That Beautiful Laugh is a clown show of the level I haven't seen since Bill Irwin took over The Signature Theatre Company for a season.  The show is billed as a "outrageously high-energy, rhythmically-driven comedy piece that features clowning, live music and joy", which sounds like horribly generic marketing-speak, and yet it's pretty accurate.  Laugh opens up on Tudyk giving a speech that devolves into a listing of different kinds of laughs ("belly laughs... Santa Claus laughs") and quickly brings in the adorable and charming Julia Ogilvie, and the circus-trained Carlton Ward before all three force each other into acknowledging the audience's presence, as well as that of a small egg waiting to hatch.  The rest of the hour is spent as a cross between absolute weirdness and seemingly-improvised comedy as they introduce laughter to a small, ill-fated egg waiting to hatch.  
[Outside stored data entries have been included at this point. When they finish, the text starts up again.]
//! Serial synchronizer: keeps the controller showing the computed outputs.
//!
//! Every cycle the three fields (case color, LCD color, LCD text) are encoded
//! and compared with the packet last acknowledged for that field. A field is
//! sent when it differs or when it has not been sent for the refresh period.
//! Only an acknowledged packet counts as sent, so a lost ACK means the field
//! goes out again on the next cycle.

use casecontrol_hw::link::{build_color_packet, build_text_packet};
use casecontrol_hw::{Connector, DeviceLink, Result, Rgb, Tag};
use std::sync::Arc;
use std::time::{Duration, Instant};
use tokio::sync::watch;
use tracing::{debug, info};

use crate::config::SerialConfig;
use crate::state::{Output, SharedState};
use crate::throttle::WarnThrottle;

/// Link states.
#[derive(Debug, Clone, Copy, PartialEq, Eq)]
pub enum LinkState {
    Disconnected,
    Opening,
    Connected,
}

/// Synchronizer timing.
#[derive(Debug, Clone, Copy)]
pub struct SyncTiming {
    /// Pause between sync cycles
    pub cycle: Duration,
    /// Wait for each ACK
    pub ack_timeout: Duration,
    /// Resend unchanged fields this often
    pub refresh: Duration,
    /// Pause between open attempts
    pub reconnect: Duration,
    /// Quiet period after opening while the controller boots
    pub boot_delay: Duration,
}

impl From<&SerialConfig> for SyncTiming {
    fn from(config: &SerialConfig) -> Self {
        Self {
            cycle: Duration::from_millis(config.cycle),
            ack_timeout: Duration::from_millis(config.ack_timeout),
            refresh: Duration::from_millis(config.refresh),
            reconnect: Duration::from_millis(config.reconnect),
            boot_delay: Duration::from_millis(config.boot_delay),
        }
    }
}

/// What was last acknowledged for one field, and when.
#[derive(Debug, Default)]
struct FieldSync {
    last_sent: Option<Vec<u8>>,
    sent_at: Option<Instant>,
}

impl FieldSync {
    fn is_due(&self, packet: &[u8], now: Instant, refresh: Duration) -> bool {
        match (&self.last_sent, self.sent_at) {
            (Some(last), Some(at)) => {
                last.as_slice() != packet || now.saturating_duration_since(at) >= refresh
            }
            _ => true,
        }
    }

    fn mark_sent(&mut self, packet: Vec<u8>, now: Instant) {
        self.last_sent = Some(packet);
        self.sent_at = Some(now);
    }
}

/// Pushes output changes to the controller over a [`Connector`].
pub struct Synchronizer<C: Connector> {
    connector: C,
    link: Option<DeviceLink<C::Port>>,
    link_state: LinkState,
    timing: SyncTiming,
    /// No packets before this instant
    ready_at: Instant,
    /// Case color, LCD color, LCD text
    fields: [FieldSync; 3],
    /// One per field; an ACK only ends the streak of its own field
    transport_errors: [WarnThrottle; 3],
}

impl<C: Connector> Synchronizer<C> {
    pub fn new(connector: C, timing: SyncTiming) -> Self {
        Self {
            connector,
            link: None,
            link_state: LinkState::Disconnected,
            timing,
            ready_at: Instant::now(),
            fields: Default::default(),
            transport_errors: [
                WarnThrottle::new("Case color not acknowledged"),
                WarnThrottle::new("LCD color not acknowledged"),
                WarnThrottle::new("LCD text not acknowledged"),
            ],
        }
    }

    /// Returns the link state.
    pub fn link_state(&self) -> LinkState {
        self.link_state
    }

    /// Returns the timing in use.
    pub fn timing(&self) -> &SyncTiming {
        &self.timing
    }

    /// Tries once to open the link.
    ///
    /// Opening resets the controller, so every field is treated as unsent and
    /// nothing is written until the boot delay has passed.
    pub async fn connect(&mut self) -> Result<()> {
        self.link_state = LinkState::Opening;
        match self.connector.connect().await {
            Ok(port) => {
                info!("Connected to controller on {}", self.connector.name());
                self.link = Some(DeviceLink::new(port, self.timing.ack_timeout));
                self.fields = Default::default();
                self.ready_at = Instant::now() + self.timing.boot_delay;
                self.link_state = LinkState::Connected;
                Ok(())
            }
            Err(e) => {
                self.link_state = LinkState::Disconnected;
                Err(e)
            }
        }
    }

    fn disconnect(&mut self) {
        self.link = None;
        self.fields = Default::default();
        self.link_state = LinkState::Disconnected;
    }

    /// Sends every field that changed or is due for refresh. Returns the
    /// number of packets written.
    ///
    /// ACK timeouts and mismatches are logged and left for the next cycle.
    /// An I/O error drops the link and is returned.
    pub async fn sync_once(&mut self, output: &Output, now: Instant) -> Result<usize> {
        if now < self.ready_at {
            return Ok(0);
        }
        let Some(link) = self.link.as_mut() else {
            return Ok(0);
        };

        let packets = [
            build_color_packet(Tag::CaseColor, output.case_color).to_vec(),
            build_color_packet(Tag::LcdColor, output.lcd_color).to_vec(),
            build_text_packet(&output.lcd_text).to_vec(),
        ];

        let mut written = 0;
        let mut lost = None;
        let fields = self.fields.iter_mut().zip(self.transport_errors.iter_mut());
        for ((field, errors), packet) in fields.zip(packets) {
            if !field.is_due(&packet, now, self.timing.refresh) {
                continue;
            }
            written += 1;
            match link.send(&packet).await {
                Ok(()) => {
                    field.mark_sent(packet, now);
                    errors.success();
                }
                Err(e) if e.is_link_lost() => {
                    lost = Some(e);
                    break;
                }
                Err(e) => {
                    errors.failure(&e);
                }
            }
        }

        if let Some(e) = lost {
            self.disconnect();
            return Err(e);
        }
        Ok(written)
    }

    /// Turns the case lights and the LCD backlight off and closes the link.
    ///
    /// Best effort: failures are only logged.
    pub async fn shutdown(&mut self) {
        if let Some(link) = self.link.as_mut() {
            for tag in [Tag::CaseColor, Tag::LcdColor] {
                if let Err(e) = link.send(&build_color_packet(tag, Rgb::BLACK)).await {
                    debug!("Lights off failed for {}: {}", tag, e);
                    if e.is_link_lost() {
                        break;
                    }
                }
            }
            info!("Controller link closed");
        }
        self.disconnect();
    }
}

/// Waits for `period` or until shutdown is requested. Returns true on shutdown.
async fn wait_or_shutdown(period: Duration, shutdown: &mut watch::Receiver<bool>) -> bool {
    tokio::select! {
        _ = tokio::time::sleep(period) => *shutdown.borrow(),
        changed = shutdown.changed() => changed.is_err() || *shutdown.borrow(),
    }
}

/// Runs the synchronizer until shutdown, then turns the lights off.
pub async fn sync_loop<C: Connector>(
    mut sync: Synchronizer<C>,
    state: Arc<SharedState>,
    mut shutdown: watch::Receiver<bool>,
) {
    let mut connect_errors = WarnThrottle::new("Controller unavailable");
    let timing = *sync.timing();

    loop {
        if *shutdown.borrow() {
            break;
        }

        let pause = match sync.link_state() {
            LinkState::Connected => {
                // Copy out so the lock is not held while waiting on ACKs
                let output = state.output();
                if let Err(e) = sync.sync_once(&output, Instant::now()).await {
                    connect_errors.failure(&e);
                    timing.reconnect
                } else {
                    timing.cycle
                }
            }
            LinkState::Disconnected | LinkState::Opening => match sync.connect().await {
                Ok(()) => {
                    connect_errors.success();
                    Duration::ZERO
                }
                Err(e) => {
                    connect_errors.failure(&e);
                    timing.reconnect
                }
            },
        };

        if wait_or_shutdown(pause, &mut shutdown).await {
            break;
        }
    }

    sync.shutdown().await;
    debug!("Synchronizer stopped");
}
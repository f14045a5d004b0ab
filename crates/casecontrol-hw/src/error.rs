//! Error types for the Case Control hardware library.

use thiserror::Error;

use crate::link::Tag;

/// Result type alias using our Error type.
pub type Result<T> = std::result::Result<T, Error>;

/// Errors that can occur when talking to the controller.
#[derive(Error, Debug)]
pub enum Error {
    /// Serial device node does not exist.
    #[error("Controller not found at {0}")]
    PortNotFound(String),

    /// Serial port communication error.
    #[error("Serial port error: {0}")]
    Serial(#[from] tokio_serial::Error),

    /// Serial I/O error.
    #[error("Serial I/O error: {0}")]
    SerialIo(#[from] std::io::Error),

    /// No acknowledgement arrived in time.
    #[error("No ACK for {tag} packet within {timeout_ms}ms")]
    AckTimeout { tag: Tag, timeout_ms: u64 },

    /// The acknowledgement byte did not match the number of bytes sent.
    #[error("Bad ACK for {tag} packet: expected {expected}, got {actual}")]
    AckMismatch { tag: Tag, expected: u8, actual: u8 },

    /// Color string could not be parsed.
    #[error("Invalid color '{0}': expected R/G/B, #RRGGBB or a color name")]
    InvalidColor(String),
}

impl Error {
    /// Returns true if the link can no longer be used and must be reopened.
    pub fn is_link_lost(&self) -> bool {
        matches!(
            self,
            Error::PortNotFound(_) | Error::Serial(_) | Error::SerialIo(_)
        )
    }
}
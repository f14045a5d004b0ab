//! RGB color type, named aliases and parsing.

use crate::{Error, Result};
use serde::{Deserialize, Serialize};
use std::str::FromStr;

/// 24-bit RGB color as sent to the controller.
#[derive(Debug, Clone, Copy, PartialEq, Eq, Hash, Default, Serialize, Deserialize)]
#[serde(into = "String", try_from = "String")]
pub struct Rgb {
    pub r: u8,
    pub g: u8,
    pub b: u8,
}

/// Named color aliases (the classic AWT palette).
const NAMED_COLORS: &[(&str, Rgb)] = &[
    ("black", Rgb::new(0, 0, 0)),
    ("blue", Rgb::new(0, 0, 255)),
    ("cyan", Rgb::new(0, 255, 255)),
    ("dark_gray", Rgb::new(64, 64, 64)),
    ("darkgray", Rgb::new(64, 64, 64)),
    ("gray", Rgb::new(128, 128, 128)),
    ("green", Rgb::new(0, 255, 0)),
    ("light_gray", Rgb::new(192, 192, 192)),
    ("lightgray", Rgb::new(192, 192, 192)),
    ("magenta", Rgb::new(255, 0, 255)),
    ("orange", Rgb::new(255, 200, 0)),
    ("pink", Rgb::new(255, 175, 175)),
    ("red", Rgb::new(255, 0, 0)),
    ("white", Rgb::new(255, 255, 255)),
    ("yellow", Rgb::new(255, 255, 0)),
];

impl Rgb {
    pub const BLACK: Rgb = Rgb::new(0, 0, 0);

    /// Creates a color from its channels.
    pub const fn new(r: u8, g: u8, b: u8) -> Self {
        Self { r, g, b }
    }

    /// Returns the color as wire bytes in RGB order.
    pub fn to_bytes(self) -> [u8; 3] {
        [self.r, self.g, self.b]
    }

    /// Looks up a named color alias (case-insensitive).
    pub fn named(name: &str) -> Option<Rgb> {
        let name = name.to_lowercase();
        NAMED_COLORS
            .iter()
            .find(|(alias, _)| *alias == name)
            .map(|(_, color)| *color)
    }

    /// Returns the list of accepted color names.
    pub fn names() -> impl Iterator<Item = &'static str> {
        NAMED_COLORS.iter().map(|(alias, _)| *alias)
    }

    /// Linear interpolation from `self` towards `next`, `step` of `steps` of
    /// the way there. Each channel is truncated, never rounded.
    pub fn interpolate(self, next: Rgb, step: u32, steps: u32) -> Rgb {
        if steps == 0 {
            return next;
        }
        let step = step.min(steps);
        let channel = |last: u8, next: u8| -> u8 {
            // last*(T-k) + next*k is last*T + (next-last)*k kept non-negative,
            // so integer division truncates the same way the real value would.
            ((last as u32 * (steps - step) + next as u32 * step) / steps) as u8
        };
        Rgb::new(
            channel(self.r, next.r),
            channel(self.g, next.g),
            channel(self.b, next.b),
        )
    }
}

/// Parses a hex color string (e.g., "#FF0000" or "FF0000").
pub fn parse_hex_color(hex: &str) -> Option<Rgb> {
    let hex = hex.trim_start_matches('#');
    if hex.len() != 6 || !hex.is_ascii() {
        return None;
    }

    let r = u8::from_str_radix(&hex[0..2], 16).ok()?;
    let g = u8::from_str_radix(&hex[2..4], 16).ok()?;
    let b = u8::from_str_radix(&hex[4..6], 16).ok()?;
    Some(Rgb::new(r, g, b))
}

/// Parses an `R/G/B` triple. Components are clamped to 0-255.
fn parse_rgb_triple(s: &str) -> Option<Rgb> {
    let parts: Vec<i64> = s
        .split('/')
        .map(|part| part.trim().parse::<i64>())
        .collect::<std::result::Result<_, _>>()
        .ok()?;

    match parts.as_slice() {
        [r, g, b] => Some(Rgb::new(
            (*r).clamp(0, 255) as u8,
            (*g).clamp(0, 255) as u8,
            (*b).clamp(0, 255) as u8,
        )),
        _ => None,
    }
}

impl FromStr for Rgb {
    type Err = Error;

    fn from_str(s: &str) -> Result<Self> {
        let s = s.trim();
        let parsed = if s.contains('/') {
            parse_rgb_triple(s)
        } else {
            Rgb::named(s).or_else(|| parse_hex_color(s))
        };
        parsed.ok_or_else(|| Error::InvalidColor(s.to_string()))
    }
}

impl std::fmt::Display for Rgb {
    fn fmt(&self, f: &mut std::fmt::Formatter<'_>) -> std::fmt::Result {
        write!(f, "{}/{}/{}", self.r, self.g, self.b)
    }
}

impl From<Rgb> for String {
    fn from(color: Rgb) -> Self {
        color.to_string()
    }
}

impl TryFrom<String> for Rgb {
    type Error = Error;

    fn try_from(value: String) -> Result<Self> {
        value.parse()
    }
}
"That Beautiful Laugh" seems like it was written by a five-year old (and the idea supposedly was), which may be why it's filled with ridiculous dances on stilts, shadow puppets of a child's notion of a "scary city", silly songs, and the sort of stuff that stuff that make you smile like, well, a 5-year-old.  All three performers are fantastic and hilarious; Tudyk realizing in absolute fear that he has to talk to the audience is one of those moments that imprints upon your brain, and Ogilivie channels the preciousness of a child as she remain's the show's warmest center.  But Carlton Ward may actually be the standout of the three; a running gag throughout the show centers around one clown doing a trick as the other two sing a wordless song to introduce him or her, and Ward's insistence on doing tricks that are "dahngerusss" provoke some of the most amazing, cringe-worthy and hilarious parts of the show.  

That Beautiful Laugh has one more weekend left of performances (3/22-3/24 @10pm and 3/25 @ 5:30pm).  If you appreciate good clowning, or if clowning to you means terrible circus mimes with red noses, $18 is more than worth walking out with a huge smile on your face.